[Records from a dataset]
::::::

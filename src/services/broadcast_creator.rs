//! Broadcast creation collaborator
//!
//! The engine asks a [`BroadcastCreator`] for a broadcast and a stream key each
//! time a definition fires. Failures come back classified so that only
//! transient network problems are retried.

use async_trait::async_trait;
use reqwest::{Client, StatusCode};
use tracing::{debug, warn};

use crate::config::BroadcastApiConfig;
use crate::errors::{BroadcastError, BroadcastResult};
use crate::models::{BroadcastCreated, BroadcastRequest};

#[async_trait]
pub trait BroadcastCreator: Send + Sync {
    async fn create(&self, request: &BroadcastRequest) -> BroadcastResult<BroadcastCreated>;
}

/// Posts broadcast requests as JSON to a configured endpoint
#[derive(Debug, Clone)]
pub struct HttpBroadcastCreator {
    client: Client,
    endpoint: String,
    api_token: Option<String>,
}

impl HttpBroadcastCreator {
    pub fn new(config: &BroadcastApiConfig) -> BroadcastResult<Self> {
        let client = Client::builder()
            .user_agent(concat!("stream-scheduler/", env!("CARGO_PKG_VERSION")))
            .timeout(config.request_timeout)
            .build()
            .map_err(|e| {
                BroadcastError::InvalidConfig(format!("failed to build HTTP client: {e}"))
            })?;

        Ok(Self {
            client,
            endpoint: config.endpoint.clone(),
            api_token: config.api_token.clone(),
        })
    }
}

#[async_trait]
impl BroadcastCreator for HttpBroadcastCreator {
    async fn create(&self, request: &BroadcastRequest) -> BroadcastResult<BroadcastCreated> {
        debug!(
            "Requesting broadcast '{}' for schedule {} at {}",
            request.title, request.schedule_definition_id, request.scheduled_start
        );

        let mut builder = self.client.post(&self.endpoint).json(request);
        if let Some(token) = &self.api_token {
            builder = builder.bearer_auth(token);
        }

        let response = builder.send().await.map_err(classify_transport_error)?;
        let status = response.status();

        if status.is_success() {
            // A garbled success may still have created the broadcast; never retry it
            return response.json::<BroadcastCreated>().await.map_err(|e| {
                BroadcastError::InvalidConfig(format!("unreadable broadcast response: {e}"))
            });
        }

        let body = response.text().await.unwrap_or_default();
        let error = classify_status(status, &body);
        warn!(
            "Broadcast API rejected request for schedule {} with {} ({})",
            request.schedule_definition_id,
            status,
            error.kind()
        );
        Err(error)
    }
}

/// Map an HTTP error response to a broadcast error class
pub fn classify_status(status: StatusCode, body: &str) -> BroadcastError {
    let detail = format!("{} {}", status.as_u16(), summarize(body));

    // Quota errors are reported as 403 by some platforms
    if status == StatusCode::TOO_MANY_REQUESTS
        || body.contains("quotaExceeded")
        || body.contains("rateLimitExceeded")
    {
        return BroadcastError::Quota(detail);
    }

    match status {
        StatusCode::UNAUTHORIZED | StatusCode::FORBIDDEN => BroadcastError::Auth(detail),
        StatusCode::REQUEST_TIMEOUT => BroadcastError::TransientNetwork(detail),
        s if s.is_server_error() => BroadcastError::TransientNetwork(detail),
        _ => BroadcastError::InvalidConfig(detail),
    }
}

fn classify_transport_error(error: reqwest::Error) -> BroadcastError {
    if error.is_builder() {
        BroadcastError::InvalidConfig(error.to_string())
    } else {
        BroadcastError::TransientNetwork(error.to_string())
    }
}

fn summarize(body: &str) -> String {
    let trimmed = body.trim();
    if trimmed.chars().count() > 200 {
        format!("{}...", trimmed.chars().take(200).collect::<String>())
    } else {
        trimmed.to_string()
    }
}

::::::

■ Action item ■
Quote the data in full, keeping each word unchanged.

■ Exercise answer ■
filename src/services/broadcast_creator.rs
//! Broadcast creation collaborator
//!
//! The engine asks a [`BroadcastCreator`] for a broadcast and a stream key each
//! time a definition fires. Failures come back classified so that only
//! transient network problems are retried.

use async_trait::async_trait;
use reqwest::{Client, StatusCode};
use tracing::{debug, warn};

use crate::config::BroadcastApiConfig;
use crate::errors::{BroadcastError, BroadcastResult};
use crate::models::{BroadcastCreated, BroadcastRequest};

#[async_trait]
pub trait BroadcastCreator: Send + Sync {
    async fn create(&self, request: &BroadcastRequest) -> BroadcastResult<BroadcastCreated>;
}

/// Posts broadcast requests as JSON to a configured endpoint
#[derive(Debug, Clone)]
pub struct HttpBroadcastCreator {
    client: Client,
    endpoint: String,
    api_token: Option<String>,
}

impl HttpBroadcastCreator {
    pub fn new(config: &BroadcastApiConfig) -> BroadcastResult<Self> {
        let client = Client::builder()
            .user_agent(concat!("stream-scheduler/", env!("CARGO_PKG_VERSION")))
            .timeout(config.request_timeout)
            .build()
            .map_err(|e| {
                BroadcastError::InvalidConfig(format!("failed to build HTTP client: {e}"))
            })?;

        Ok(Self {
            client,
            endpoint: config.endpoint.clone(),
            api_token: config.api_token.clone(),
        })
    }
}

#[async_trait]
impl BroadcastCreator for HttpBroadcastCreator {
    async fn create(&self, request: &BroadcastRequest) -> BroadcastResult<BroadcastCreated> {
        debug!(
            "Requesting broadcast '{}' for schedule {} at {}",
            request.title, request.schedule_definition_id, request.scheduled_start
        );

        let mut builder = self.client.post(&self.endpoint).json(request);
        if let Some(token) = &self.api_token {
            builder = builder.bearer_auth(token);
        }

        let response = builder.send().await.map_err(classify_transport_error)?;
        let status = response.status();

        if status.is_success() {
            // A garbled success may still have created the broadcast; never retry it
            return response.json::<BroadcastCreated>().await.map_err(|e| {
                BroadcastError::InvalidConfig(format!("unreadable broadcast response: {e}"))
            });
        }

        let body = response.text().await.unwrap_or_default();
        let error = classify_status(status, &body);
        warn!(
            "Broadcast API rejected request for schedule {} with {} ({})",
            request.schedule_definition_id,
            status,
            error.kind()
        );
        Err(error)
    }
}

/// Map an HTTP error response to a broadcast error class
pub fn classify_status(status: StatusCode, body: &str) -> BroadcastError {
    let detail = format!("{} {}", status.as_u16(), summarize(body));

    // Quota errors are reported as 403 by some platforms
    if status == StatusCode::TOO_MANY_REQUESTS
        || body.contains("quotaExceeded")
        || body.contains("rateLimitExceeded")
    {
        return BroadcastError::Quota(detail);
    }

    match status {
        StatusCode::UNAUTHORIZED | StatusCode::FORBIDDEN => BroadcastError::Auth(detail),
        StatusCode::REQUEST_TIMEOUT => BroadcastError::TransientNetwork(detail),
        s if s.is_server_error() => BroadcastError::TransientNetwork(detail),
        _ => BroadcastError::InvalidConfig(detail),
    }
}

fn classify_transport_error(error: reqwest::Error) -> BroadcastError {
    if error.is_builder() {
        BroadcastError::InvalidConfig(error.to_string())
    } else {
        BroadcastError::TransientNetwork(error.to_string())
    }
}

fn summarize(body: &str) -> String {
    let trimmed = body.trim();
    if trimmed.chars().count() > 200 {
        format!("{}...", trimmed.chars().take(200).collect::<String>())
    } else {
        trimmed.to_string()
    }
}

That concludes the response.